[Problem requirements]: Down to the last line, print the material below verbatim.

[Dataset extract]:
|---|
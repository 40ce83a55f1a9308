//! Quadrature rules for the one-dimensional domain `[-1, 1]`.

use crate::{Error, Rule};
use std::f64::consts::PI;

/// Recurrence relation for Legendre polynomials.
///
/// Note: we use a formula for which derivatives are *not* defined at |x| == 1, so it is only
/// suitable for evaluation in the open interval (-1, 1).
#[derive(Debug, Default)]
struct LegendreRecurrence {
    n: usize,
    x: f64,
    // p_n(x)
    p1: f64,
    // p_{n - 1}(x)
    p2: f64,
}

impl LegendreRecurrence {
    pub fn evaluate(n: usize, x: f64) -> Self {
        //  m P_m(x) = (2m - 1) * x P_{m - 1}(x) - (m - 1) P_{m - 2}(x)
        let mut p1 = 1.0;
        let mut p2 = 0.0;
        let mut p3;
        for m in 1..=n {
            let m = m as f64;
            p3 = p2;
            p2 = p1;
            p1 = ((2.0 * m - 1.0) * x * p2 - (m - 1.0) * p3) / m;
        }

        Self { n, x, p1, p2 }
    }

    fn value(&self) -> f64 {
        self.p1
    }

    fn derivative(&self) -> f64 {
        let Self { n, x, p1, p2 } = &self;
        let n = *n as f64;
        // dp_n/dx (x) = n * (x * p_n(x) - p_{n - 1}(x)) / (x^2 - 1)
        n * (x * p1 - p2) / (x * x - 1.0)
    }

    fn value_and_derivative(&self) -> (f64, f64) {
        (self.value(), self.derivative())
    }
}

/// Gauss quadrature for the reference interval [-1, 1].
///
/// Returns the [Gauss quadrature rule] with the given number of points. Given `n` points,
/// the rule integrates polynomials of order up to `2 n - 1` exactly. The points are sorted in
/// ascending order and are exactly symmetric about the origin.
///
/// # Panics
///
/// Panics if zero points are requested. See [`try_gauss`] for a non-panicking variant.
///
/// [Gauss quadrature rule]: https://en.wikipedia.org/wiki/Gaussian_quadrature
pub fn gauss(num_points: usize) -> Rule<1> {
    try_gauss(num_points).expect("number of points must be positive")
}

/// Same as [`gauss`], but returns an error instead of panicking when zero points are requested.
pub fn try_gauss(num_points: usize) -> Result<Rule<1>, Error> {
    let n = num_points;
    if n == 0 {
        return Err(Error::NoRuleAvailable);
    }

    // Loosely based on the procedure used in
    // Numerical Recipes, The art of Scientific Computing, Third Edition (2007)
    let m = (n + 1) / 2;
    let mut upper_points = Vec::with_capacity(m);
    let mut upper_weights = Vec::with_capacity(m);

    // Only find the roots in [0, 1), the remaining roots follow by symmetry
    for i in 0..m {
        let mut x = (PI * (i as f64 + 0.75) / (n as f64 + 0.5)).cos();
        let (mut p, mut dp) = LegendreRecurrence::evaluate(n, x).value_and_derivative();

        // Newton's method. Converges in a handful of iterations from the initial guess above,
        // the iteration cap only guards against oscillation in the last ulp.
        for _ in 0..100 {
            let dx = -p / dp;
            x += dx;
            let (p_new, dp_new) = LegendreRecurrence::evaluate(n, x).value_and_derivative();
            p = p_new;
            dp = dp_new;
            if dx.abs() <= 1e-15 {
                break;
            }
        }

        let w = 2.0 / ((1.0 - x * x) * dp * dp);
        upper_points.push(x);
        upper_weights.push(w);
    }

    // The middle root of an odd rule is the origin
    if n % 2 == 1 {
        upper_points[m - 1] = 0.0;
    }

    // upper_points is descending, so the negated points come first in ascending order
    let mut points = Vec::with_capacity(n);
    let mut weights = Vec::with_capacity(n);
    for i in 0..n / 2 {
        points.push([-upper_points[i]]);
        weights.push(upper_weights[i]);
    }
    for i in (0..m).rev() {
        points.push([upper_points[i]]);
        weights.push(upper_weights[i]);
    }

    debug_assert_eq!(points.len(), n, "Internal error: incorrect number of points produced");
    Ok((weights, points))
}

/// The trapezoidal rule on [-1, 1], with points at the two endpoints.
pub fn trapezoid() -> Rule<1> {
    (vec![1.0, 1.0], vec![[-1.0], [1.0]])
}

/// Composite rule obtained by applying `base` on each of `num_subintervals` equally sized
/// subintervals of [-1, 1].
///
/// Points shared by neighboring subintervals (as for closed rules such as [`trapezoid`]) are
/// merged, and their weights summed.
///
/// # Panics
///
/// Panics if `num_subintervals` is zero.
pub fn iterated(base: &Rule<1>, num_subintervals: usize) -> Rule<1> {
    assert!(num_subintervals > 0, "number of subintervals must be positive");
    let (base_weights, base_points) = base;
    let h = 2.0 / num_subintervals as f64;

    let mut weights: Vec<f64> = Vec::with_capacity(base_weights.len() * num_subintervals);
    let mut points: Vec<[f64; 1]> = Vec::with_capacity(base_points.len() * num_subintervals);

    for s in 0..num_subintervals {
        let a = -1.0 + s as f64 * h;
        for (&w, &[xi]) in base_weights.iter().zip(base_points) {
            let x = if s + 1 == num_subintervals && xi == 1.0 {
                1.0
            } else {
                a + 0.5 * h * (xi + 1.0)
            };
            let w = 0.5 * h * w;
            match points.last() {
                Some(&[x_prev]) if (x - x_prev).abs() <= 1e-14 * h => {
                    if let Some(w_prev) = weights.last_mut() {
                        *w_prev += w;
                    }
                }
                _ => {
                    points.push([x]);
                    weights.push(w);
                }
            }
        }
    }

    (weights, points)
}

/// The iterated trapezoidal rule with the given number of subintervals.
pub fn iterated_trapezoid(num_subintervals: usize) -> Rule<1> {
    iterated(&trapezoid(), num_subintervals)
}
|---|
[Solution]:
repository 40ce83a55f1a9308
//! Quadrature rules for the one-dimensional domain `[-1, 1]`.

use crate::{Error, Rule};
use std::f64::consts::PI;

/// Recurrence relation for Legendre polynomials.
///
/// Note: we use a formula for which derivatives are *not* defined at |x| == 1, so it is only
/// suitable for evaluation in the open interval (-1, 1).
#[derive(Debug, Default)]
struct LegendreRecurrence {
    n: usize,
    x: f64,
    // p_n(x)
    p1: f64,
    // p_{n - 1}(x)
    p2: f64,
}

impl LegendreRecurrence {
    pub fn evaluate(n: usize, x: f64) -> Self {
        //  m P_m(x) = (2m - 1) * x P_{m - 1}(x) - (m - 1) P_{m - 2}(x)
        let mut p1 = 1.0;
        let mut p2 = 0.0;
        let mut p3;
        for m in 1..=n {
            let m = m as f64;
            p3 = p2;
            p2 = p1;
            p1 = ((2.0 * m - 1.0) * x * p2 - (m - 1.0) * p3) / m;
        }

        Self { n, x, p1, p2 }
    }

    fn value(&self) -> f64 {
        self.p1
    }

    fn derivative(&self) -> f64 {
        let Self { n, x, p1, p2 } = &self;
        let n = *n as f64;
        // dp_n/dx (x) = n * (x * p_n(x) - p_{n - 1}(x)) / (x^2 - 1)
        n * (x * p1 - p2) / (x * x - 1.0)
    }

    fn value_and_derivative(&self) -> (f64, f64) {
        (self.value(), self.derivative())
    }
}

/// Gauss quadrature for the reference interval [-1, 1].
///
/// Returns the [Gauss quadrature rule] with the given number of points. Given `n` points,
/// the rule integrates polynomials of order up to `2 n - 1` exactly. The points are sorted in
/// ascending order and are exactly symmetric about the origin.
///
/// # Panics
///
/// Panics if zero points are requested. See [`try_gauss`] for a non-panicking variant.
///
/// [Gauss quadrature rule]: https://en.wikipedia.org/wiki/Gaussian_quadrature
pub fn gauss(num_points: usize) -> Rule<1> {
    try_gauss(num_points).expect("number of points must be positive")
}

/// Same as [`gauss`], but returns an error instead of panicking when zero points are requested.
pub fn try_gauss(num_points: usize) -> Result<Rule<1>, Error> {
    let n = num_points;
    if n == 0 {
        return Err(Error::NoRuleAvailable);
    }

    // Loosely based on the procedure used in
    // Numerical Recipes, The art of Scientific Computing, Third Edition (2007)
    let m = (n + 1) / 2;
    let mut upper_points = Vec::with_capacity(m);
    let mut upper_weights = Vec::with_capacity(m);

    // Only find the roots in [0, 1), the remaining roots follow by symmetry
    for i in 0..m {
        let mut x = (PI * (i as f64 + 0.75) / (n as f64 + 0.5)).cos();
        let (mut p, mut dp) = LegendreRecurrence::evaluate(n, x).value_and_derivative();

        // Newton's method. Converges in a handful of iterations from the initial guess above,
        // the iteration cap only guards against oscillation in the last ulp.
        for _ in 0..100 {
            let dx = -p / dp;
            x += dx;
            let (p_new, dp_new) = LegendreRecurrence::evaluate(n, x).value_and_derivative();
            p = p_new;
            dp = dp_new;
            if dx.abs() <= 1e-15 {
                break;
            }
        }

        let w = 2.0 / ((1.0 - x * x) * dp * dp);
        upper_points.push(x);
        upper_weights.push(w);
    }

    // The middle root of an odd rule is the origin
    if n % 2 == 1 {
        upper_points[m - 1] = 0.0;
    }

    // upper_points is descending, so the negated points come first in ascending order
    let mut points = Vec::with_capacity(n);
    let mut weights = Vec::with_capacity(n);
    for i in 0..n / 2 {
        points.push([-upper_points[i]]);
        weights.push(upper_weights[i]);
    }
    for i in (0..m).rev() {
        points.push([upper_points[i]]);
        weights.push(upper_weights[i]);
    }

    debug_assert_eq!(points.len(), n, "Internal error: incorrect number of points produced");
    Ok((weights, points))
}

/// The trapezoidal rule on [-1, 1], with points at the two endpoints.
pub fn trapezoid() -> Rule<1> {
    (vec![1.0, 1.0], vec![[-1.0], [1.0]])
}

/// Composite rule obtained by applying `base` on each of `num_subintervals` equally sized
/// subintervals of [-1, 1].
///
/// Points shared by neighboring subintervals (as for closed rules such as [`trapezoid`]) are
/// merged, and their weights summed.
///
/// # Panics
///
/// Panics if `num_subintervals` is zero.
pub fn iterated(base: &Rule<1>, num_subintervals: usize) -> Rule<1> {
    assert!(num_subintervals > 0, "number of subintervals must be positive");
    let (base_weights, base_points) = base;
    let h = 2.0 / num_subintervals as f64;

    let mut weights: Vec<f64> = Vec::with_capacity(base_weights.len() * num_subintervals);
    let mut points: Vec<[f64; 1]> = Vec::with_capacity(base_points.len() * num_subintervals);

    for s in 0..num_subintervals {
        let a = -1.0 + s as f64 * h;
        for (&w, &[xi]) in base_weights.iter().zip(base_points) {
            let x = if s + 1 == num_subintervals && xi == 1.0 {
                1.0
            } else {
                a + 0.5 * h * (xi + 1.0)
            };
            let w = 0.5 * h * w;
            match points.last() {
                Some(&[x_prev]) if (x - x_prev).abs() <= 1e-14 * h => {
                    if let Some(w_prev) = weights.last_mut() {
                        *w_prev += w;
                    }
                }
                _ => {
                    points.push([x]);
                    weights.push(w);
                }
            }
        }
    }

    (weights, points)
}

/// The iterated trapezoidal rule with the given number of subintervals.
pub fn iterated_trapezoid(num_subintervals: usize) -> Rule<1> {
    iterated(&trapezoid(), num_subintervals)
}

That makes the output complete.